Villages have a health center, usually staffed only by a health aide, unless they are lucky enough to have a resident that is a nurse, and more than triage and basic care is satellite telemedicine and/or air medevac — if weather allows. Travel is either by air or boat, if the community is on the coast or a river.

Some coastal villages depend on commercial fishing for their main economy. Almost all small communities are highly dependent on fish and game resources for subsistence. In some villages, the only cash jobs are running local utilities — electrical service, water and sewer (not all villages have them), and at the local school. You have to have 10 students to qualify for a school.

Everything in most villages centers around the school, because it has rooms for meetings, a gymnasium (basketball is THE sport here), and showers. Housing is a problem in many villages, and school district housing is the biggest reasons teacher turnover is high.
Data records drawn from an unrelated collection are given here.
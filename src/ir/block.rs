use crate::ir::instr::Instr;

/// An opaque index identifying a basic block within a `Function`.
#[derive(Debug, Clone, Copy, PartialEq, Eq, PartialOrd, Ord, Hash)]
pub struct BlockId(pub u32);

impl std::fmt::Display for BlockId {
    fn fmt(&self, f: &mut std::fmt::Formatter<'_>) -> std::fmt::Result {
        write!(f, "bb{}", self.0)
    }
}

/// A basic block.
///
/// Invariants after lowering:
/// 1. The block ends with exactly one terminator, which is its last
///    instruction.
/// 2. Phis, when present, form a prefix of the instruction list.
#[derive(Debug, Clone, PartialEq)]
pub struct IrBlock {
    pub id: BlockId,
    /// Display label; unique within the function (the builder suffixes the
    /// block index).
    pub name: String,
    pub instrs: Vec<Instr>,
}

impl IrBlock {
    pub fn new(id: BlockId, name: String) -> Self {
        Self {
            id,
            name,
            instrs: Vec::new(),
        }
    }

    /// The terminator, if the block is sealed.
    pub fn terminator(&self) -> Option<&Instr> {
        self.instrs.last().filter(|i| i.is_terminator())
    }

    /// A block is sealed once it ends with a terminator.
    pub fn is_sealed(&self) -> bool {
        self.terminator().is_some()
    }
}
use std::fs;
use std::process;

use sysyc::{cli, elog, log};

fn main() {
    let args: Vec<String> = std::env::args().collect();

    let cli = match cli::parse_args(&args) {
        Ok(cli) => cli,
        Err(msg) => {
            elog!("driver", "{}", msg);
            eprintln!("usage: compiler -S -o <output> <input> [-O2]");
            process::exit(1);
        }
    };

    let source = match fs::read_to_string(&cli.input) {
        Ok(source) => source,
        Err(e) => {
            elog!("driver", "cannot read '{}': {}", cli.input.display(), e);
            process::exit(1);
        }
    };

    log!("driver", "compiling {}", cli.input.display());
    if cli.optimize {
        log!("driver", "-O2 requested; handled by the downstream pipeline");
    }

    let module = match sysyc::compile(&source) {
        Ok(module) => module,
        Err(e) => {
            elog!("driver", "{}: {}", e.kind(), e);
            process::exit(1);
        }
    };

    if let Err(e) = fs::write(&cli.output, module.to_string()) {
        elog!("driver", "cannot write '{}': {}", cli.output.display(), e);
        process::exit(1);
    }
    log!("driver", "wrote {}", cli.output.display());
}
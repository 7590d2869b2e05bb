//! Module-tagged log stream.
//!
//! Each line is `[+] [module    ] message` on stderr. The `[+]` stream
//! compiles to a no-op sink unless the `log-output` feature is enabled; the
//! `[!]` critical stream always writes.

#[doc(hidden)]
pub fn write_line(critical: bool, module: &str, args: std::fmt::Arguments<'_>) {
    let leading = if critical { '!' } else { '+' };
    eprintln!("[{}] [{:<10}] {}", leading, module, args);
}

/// Informational line, tagged with a module identifier.
#[macro_export]
macro_rules! log {
    ($module:expr, $($arg:tt)*) => {
        if cfg!(feature = "log-output") {
            $crate::logger::write_line(false, $module, format_args!($($arg)*));
        }
    };
}

/// Critical line; always written.
#[macro_export]
macro_rules! elog {
    ($module:expr, $($arg:tt)*) => {
        $crate::logger::write_line(true, $module, format_args!($($arg)*));
    };
}
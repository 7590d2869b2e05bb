//! Command-line parsing, exported from the library so tests can exercise it.
//!
//! The layout is fixed and positional: `compiler -S -o <output> <input>`
//! with an optional trailing `-O2`.

use std::path::PathBuf;

/// A fully-parsed compilation request.
#[derive(Debug, Clone, PartialEq, Eq)]
pub struct CliArgs {
    pub output: PathBuf,
    pub input: PathBuf,
    /// `-O2` was requested; recorded for the downstream pipeline.
    pub optimize: bool,
}

/// Parses the full `std::env::args()` slice, including `argv[0]`.
pub fn parse_args(args: &[String]) -> Result<CliArgs, String> {
    if args.len() != 5 && args.len() != 6 {
        return Err("expected: -S -o <output> <input> [-O2]".to_string());
    }
    if args[1] != "-S" {
        return Err(format!("unknown mode '{}', expected -S", args[1]));
    }
    if args[2] != "-o" {
        return Err(format!("expected -o, found '{}'", args[2]));
    }
    let output = PathBuf::from(&args[3]);
    let input = PathBuf::from(&args[4]);
    let optimize = match args.get(5) {
        None => false,
        Some(flag) if flag == "-O2" => true,
        Some(flag) => return Err(format!("unknown flag '{}'", flag)),
    };
    Ok(CliArgs {
        output,
        input,
        optimize,
    })
}

#[cfg(test)]
mod tests {
    use super::*;

    fn args(list: &[&str]) -> Vec<String> {
        std::iter::once("compiler")
            .chain(list.iter().copied())
            .map(str::to_string)
            .collect()
    }

    #[test]
    fn plain_invocation() {
        let parsed = parse_args(&args(&["-S", "-o", "out.s", "in.sy"])).unwrap();
        assert_eq!(parsed.output, PathBuf::from("out.s"));
        assert_eq!(parsed.input, PathBuf::from("in.sy"));
        assert!(!parsed.optimize);
    }

    #[test]
    fn optimized_invocation() {
        let parsed = parse_args(&args(&["-S", "-o", "out.s", "in.sy", "-O2"])).unwrap();
        assert!(parsed.optimize);
    }

    #[test]
    fn rejects_wrong_mode() {
        assert!(parse_args(&args(&["-R", "-o", "out.s", "in.sy"])).is_err());
    }

    #[test]
    fn rejects_misplaced_flags() {
        assert!(parse_args(&args(&["-S", "in.sy", "-o", "out.s"])).is_err());
        assert!(parse_args(&args(&["-S", "-o", "out.s", "in.sy", "-O3"])).is_err());
        assert!(parse_args(&args(&["-S", "-o", "out.s"])).is_err());
    }
}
So it makes sense to get your 357 village residents lined up and waiting at the airport when the vaccine plane or helicopter lands.

You have to also understand that about 70% of the adults in one region died in the 1919 epidemic, sending hundreds of Unungan and Yup’ik children to orphanages where the trauma continued, creating at least 2 generations of people who were lost in both worlds. They have been very proactive at keeping strangers out of their villages this past year, and at observing health rules. Unfortunately the crowded multigenerational housing in those communities make it hard to isolate the infected so it spreads very quickly.